She glanced at him for a second. "Hard to say, Ray. How about you?"

"Can't complain, I guess."

"Lucky you got your aunt here to stay with." She turned back to the door. "Are we doing this because of your brother?" she said.

She didn't want to watch his answer, didn't know why she'd asked. She felt only a low murmur.

"Uh-huh," she said.

After a minute, Ray walked away. She got the shaft for the new bolt drilled out. Then she went back to the van and got the chisel, and scraped the bed for the strike plate. She was nearly done in a half hour, and impressed with herself.

"Not bad for a rookie, eh, Joe?" she said as she slipped the cylinder into place. She turned toward a movement at the corner of her eye, and saw Ray there again.

"So what did he do, anyway, your brother?" she said. Gerry was feeling powerful, good about herself, so she didn't really contain herself like she should've.

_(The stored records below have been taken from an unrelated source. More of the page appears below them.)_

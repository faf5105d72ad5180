//! trice - ID registry and log decoder command line
//!
//! - `trice update` assigns IDs to new call sites and refreshes `til.json`
//! - `trice zero` resets all call-site IDs to `0`
//! - `trice log` decodes a binary trace stream into text lines
//! - `trice check` renders every table entry with synthetic parameters

use anyhow::Context;
use clap::{Args, Parser, Subcommand};
use std::io::Read;
use std::net::TcpStream;
use std::path::{Path, PathBuf};
use std::process::ExitCode;
use std::time::Duration;
use tracing_subscriber::{layer::SubscriberExt, util::SubscriberInitExt, EnvFilter};
use trice_rs::{
    config::TriceConfig,
    decoder::{check_table, derive_key, key_hex, Dataset, Decoder, Endianness, FrameFormat},
    emitter::{LineComposer, LineSink, TimestampFormat, WriterSink},
    id::{self, FormatTable, IdPolicy, SourceWalker},
    pipeline::DecodePipeline,
};

/// Read timeout on TCP input, bounds how long a stop request waits
const TCP_READ_TIMEOUT: Duration = Duration::from_millis(200);

#[derive(Parser)]
#[command(name = "trice")]
#[command(about = "ID registry and decoder for compact embedded trice logs", long_about = None)]
#[command(version)]
struct Cli {
    /// Config file, overrides $TRICE_CONFIG and trice.toml lookup
    #[arg(long, global = true)]
    config: Option<PathBuf>,

    /// Also write diagnostics to this file
    #[arg(long, global = true)]
    log_file: Option<PathBuf>,

    /// More diagnostics (-v debug, -vv trace)
    #[arg(short, long, global = true, action = clap::ArgAction::Count)]
    verbose: u8,

    #[command(subcommand)]
    command: Command,
}

#[derive(Subcommand)]
enum Command {
    /// Assign IDs to new call sites and update the ID tables
    Update(UpdateArgs),

    /// Reset every call-site ID in the source trees to 0
    Zero {
        /// Source tree (repeatable)
        #[arg(short, long = "src")]
        sources: Vec<PathBuf>,
        /// Only report what would change
        #[arg(long)]
        dry_run: bool,
    },

    /// Decode a binary trace stream
    Log(LogArgs),

    /// Render every table entry with synthetic parameters
    Check {
        /// Format table file
        #[arg(long)]
        til: Option<PathBuf>,
        /// Parameter set: position | negative
        #[arg(long, default_value = "position")]
        dataset: Dataset,
    },
}

#[derive(Args)]
struct UpdateArgs {
    /// Source tree (repeatable)
    #[arg(short, long = "src")]
    sources: Vec<PathBuf>,
    /// Format table file
    #[arg(long)]
    til: Option<PathBuf>,
    /// Location table file, `off` disables it
    #[arg(long)]
    li: Option<PathBuf>,
    /// Do not write sources or the format table
    #[arg(long)]
    dry_run: bool,
    /// Smallest allocatable ID
    #[arg(long)]
    min: Option<u32>,
    /// Largest allocatable ID
    #[arg(long)]
    max: Option<u32>,
    /// Allocation order: upward | downward
    #[arg(long)]
    policy: Option<IdPolicy>,
    /// Also write reused IDs into sharing call sites
    #[arg(long)]
    share_rewrite: bool,
}

#[derive(Args)]
struct LogArgs {
    /// Input file, `-` for stdin
    #[arg(short, long, default_value = "-", conflicts_with = "tcp")]
    input: String,
    /// Read from a TCP server instead (HOST:PORT)
    #[arg(long)]
    tcp: Option<String>,
    /// Format table file
    #[arg(long)]
    til: Option<PathBuf>,
    /// Decryption pass-phrase, `none` disables decryption
    #[arg(long)]
    password: Option<String>,
    /// Log the derived key
    #[arg(long)]
    show_key: bool,
    /// Frame encoding: type_derived | explicit_length
    #[arg(long)]
    encoding: Option<FrameFormat>,
    /// Device byte order: little | big
    #[arg(long)]
    endianness: Option<Endianness>,
    /// Host timestamp: LOCmicro | UTCmicro | off | zero | any text
    #[arg(long)]
    timestamp: Option<String>,
    #[arg(long)]
    prefix: Option<String>,
    #[arg(long)]
    suffix: Option<String>,
    /// Show the device timestamp column
    #[arg(long)]
    target_stamp: bool,
    /// Write lines to this file instead of stdout
    #[arg(short, long)]
    output: Option<PathBuf>,
}

fn main() -> ExitCode {
    let cli = Cli::parse();

    let _log_guard = match init_logging(cli.verbose, cli.log_file.as_deref()) {
        Ok(guard) => guard,
        Err(e) => {
            eprintln!("trice: {:#}", e);
            return ExitCode::FAILURE;
        }
    };

    match run(cli) {
        Ok(()) => ExitCode::SUCCESS,
        Err(e) => {
            tracing::error!("{:#}", e);
            ExitCode::FAILURE
        }
    }
}

/// Install the stderr layer and, with `--log-file`, a non-blocking file layer
fn init_logging(
    verbose: u8,
    log_file: Option<&Path>,
) -> anyhow::Result<Option<tracing_appender::non_blocking::WorkerGuard>> {
    let default_filter = match verbose {
        0 => "info,trice_rs=info",
        1 => "info,trice_rs=debug",
        _ => "debug,trice_rs=trace",
    };
    let filter =
        EnvFilter::try_from_default_env().unwrap_or_else(|_| EnvFilter::new(default_filter));

    let (file_layer, guard) = match log_file {
        Some(path) => {
            let dir = path.parent().filter(|p| !p.as_os_str().is_empty());
            let name = path
                .file_name()
                .with_context(|| format!("log file {:?} has no file name", path))?;
            let appender = tracing_appender::rolling::RollingFileAppender::builder()
                .rotation(tracing_appender::rolling::Rotation::NEVER)
                .filename_prefix(name.to_string_lossy())
                .build(dir.unwrap_or_else(|| Path::new(".")))
                .with_context(|| format!("opening log file {:?}", path))?;
            let (writer, guard) = tracing_appender::non_blocking(appender);
            let layer = tracing_subscriber::fmt::layer()
                .with_writer(writer)
                .with_ansi(false);
            (Some(layer), Some(guard))
        }
        None => (None, None),
    };

    tracing_subscriber::registry()
        .with(filter)
        .with(tracing_subscriber::fmt::layer().with_writer(std::io::stderr))
        .with(file_layer)
        .init();
    Ok(guard)
}

fn run(cli: Cli) -> anyhow::Result<()> {
    let mut config = TriceConfig::load_or_default(cli.config.as_deref())?;

    match cli.command {
        Command::Update(args) => cmd_update(&mut config, args),
        Command::Zero { sources, dry_run } => cmd_zero(&mut config, sources, dry_run),
        Command::Log(args) => cmd_log(&mut config, args),
        Command::Check { til, dataset } => cmd_check(&config, til, dataset),
    }
}

// ==================== Commands ====================

fn cmd_update(config: &mut TriceConfig, args: UpdateArgs) -> anyhow::Result<()> {
    if !args.sources.is_empty() {
        config.id.sources = args.sources;
    }
    if let Some(til) = args.til {
        config.id.til = til;
    }
    if let Some(li) = args.li {
        config.id.li = li;
    }
    if let Some(min) = args.min {
        config.id.min = min;
    }
    if let Some(max) = args.max {
        config.id.max = max;
    }
    if let Some(policy) = args.policy {
        config.id.policy = policy;
    }
    config.id.dry_run |= args.dry_run;
    config.id.share_rewrite |= args.share_rewrite;
    config.validate()?;

    let walker = SourceWalker::new(config.id.sources.clone());
    let report = id::update(config.sync_options(), &walker)?;

    for (id, fmt) in &report.added {
        tracing::info!("New ID {}: {}", id, fmt);
    }
    if config.id.dry_run {
        for name in &report.changed {
            tracing::info!("Would change {}", name);
        }
    }
    if !report.collisions.is_empty() {
        tracing::warn!(
            "{} ID collisions left unresolved, see warnings above",
            report.collisions.len()
        );
    }
    Ok(())
}

fn cmd_zero(config: &mut TriceConfig, sources: Vec<PathBuf>, dry_run: bool) -> anyhow::Result<()> {
    if !sources.is_empty() {
        config.id.sources = sources;
    }
    let dry_run = dry_run || config.id.dry_run;
    let walker = SourceWalker::new(config.id.sources.clone());
    let report = id::zero_source_tree(&walker, dry_run);

    for e in &report.errors {
        tracing::warn!("{}", e);
    }
    tracing::info!(
        "{} {} IDs in {} files",
        if dry_run { "Would zero" } else { "Zeroed" },
        report.zeroed,
        report.changed.len()
    );
    Ok(())
}

fn cmd_log(config: &mut TriceConfig, args: LogArgs) -> anyhow::Result<()> {
    if let Some(til) = args.til {
        config.id.til = til;
    }
    if let Some(password) = args.password {
        config.log.password = password;
    }
    if let Some(encoding) = args.encoding {
        config.log.encoding = encoding;
    }
    if let Some(endianness) = args.endianness {
        config.log.endianness = endianness;
    }
    if let Some(timestamp) = args.timestamp {
        config.log.timestamp = timestamp;
    }
    if let Some(prefix) = args.prefix {
        config.log.prefix = prefix;
    }
    if let Some(suffix) = args.suffix {
        config.log.suffix = suffix;
    }
    config.log.target_stamp |= args.target_stamp;
    config.validate()?;

    if args.show_key {
        match derive_key(&config.log.password) {
            Some(key) => tracing::info!("Encryption key: {}", key_hex(&key)),
            None => tracing::info!("No encryption"),
        }
    }

    let table = FormatTable::load(&config.id.til)?;
    tracing::info!("{} formats loaded from {:?}", table.len(), config.id.til);
    let decoder = Decoder::new(table, config.framer_config());

    let sink: Box<dyn LineSink> = match &args.output {
        Some(path) => Box::new(WriterSink::create(path)?),
        None => Box::new(WriterSink::stdout()),
    };
    let composer = LineComposer::new(
        sink,
        config.timestamp_format(),
        &config.log.prefix,
        &config.log.suffix,
    );

    let source = open_source(&args.input, args.tcp.as_deref())?;
    let pipeline = DecodePipeline::new(config.pipeline_options());
    let stop = pipeline.stop_handle();
    ctrlc::set_handler(move || stop.stop()).context("installing Ctrl-C handler")?;

    pipeline.run(source, decoder, composer)?;
    Ok(())
}

fn cmd_check(config: &TriceConfig, til: Option<PathBuf>, dataset: Dataset) -> anyhow::Result<()> {
    let til = til.unwrap_or_else(|| config.id.til.clone());
    let table = FormatTable::load(&til)?;

    let mut composer = LineComposer::new(WriterSink::stdout(), TimestampFormat::Off, "", "");
    let mut mismatches = 0usize;
    for (id, outcome) in check_table(&table, dataset) {
        if let Some(mismatch) = &outcome.mismatch {
            tracing::warn!("ID {}: {}", id, mismatch);
            mismatches += 1;
        }
        composer.write(&outcome.text)?;
    }
    composer.flush()?;

    tracing::info!("{} entries checked, {} mismatches", table.len(), mismatches);
    Ok(())
}

/// Open the byte source for `trice log`
fn open_source(input: &str, tcp: Option<&str>) -> anyhow::Result<Box<dyn Read + Send>> {
    if let Some(addr) = tcp {
        let stream =
            TcpStream::connect(addr).with_context(|| format!("connecting to {}", addr))?;
        stream
            .set_read_timeout(Some(TCP_READ_TIMEOUT))
            .context("setting TCP read timeout")?;
        tracing::info!("Reading from tcp://{}", addr);
        return Ok(Box::new(stream));
    }
    if input == "-" {
        tracing::info!("Reading from stdin");
        return Ok(Box::new(std::io::stdin()));
    }
    let file = std::fs::File::open(input).with_context(|| format!("opening {}", input))?;
    tracing::info!("Reading from {}", input);
    Ok(Box::new(file))
}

"Some folks say he robbed them," Ray said with a half-smile. "Main thing is, he called and asked Momma for money. He's a loose wire. When Al asks for money, he don't fill out an application." Ray shook his head, rubbed his left hand over the hair of his right forearm. "So, were you born deaf?" he asked.

Because she was feeling strong, she told him about the field hockey accident, going for the goal. It seemed to quieten him a bit. So she told him about breaking her wrist playing volleyball, and how the doctor had to set the bone with pins and take part of her hip bone as replacement.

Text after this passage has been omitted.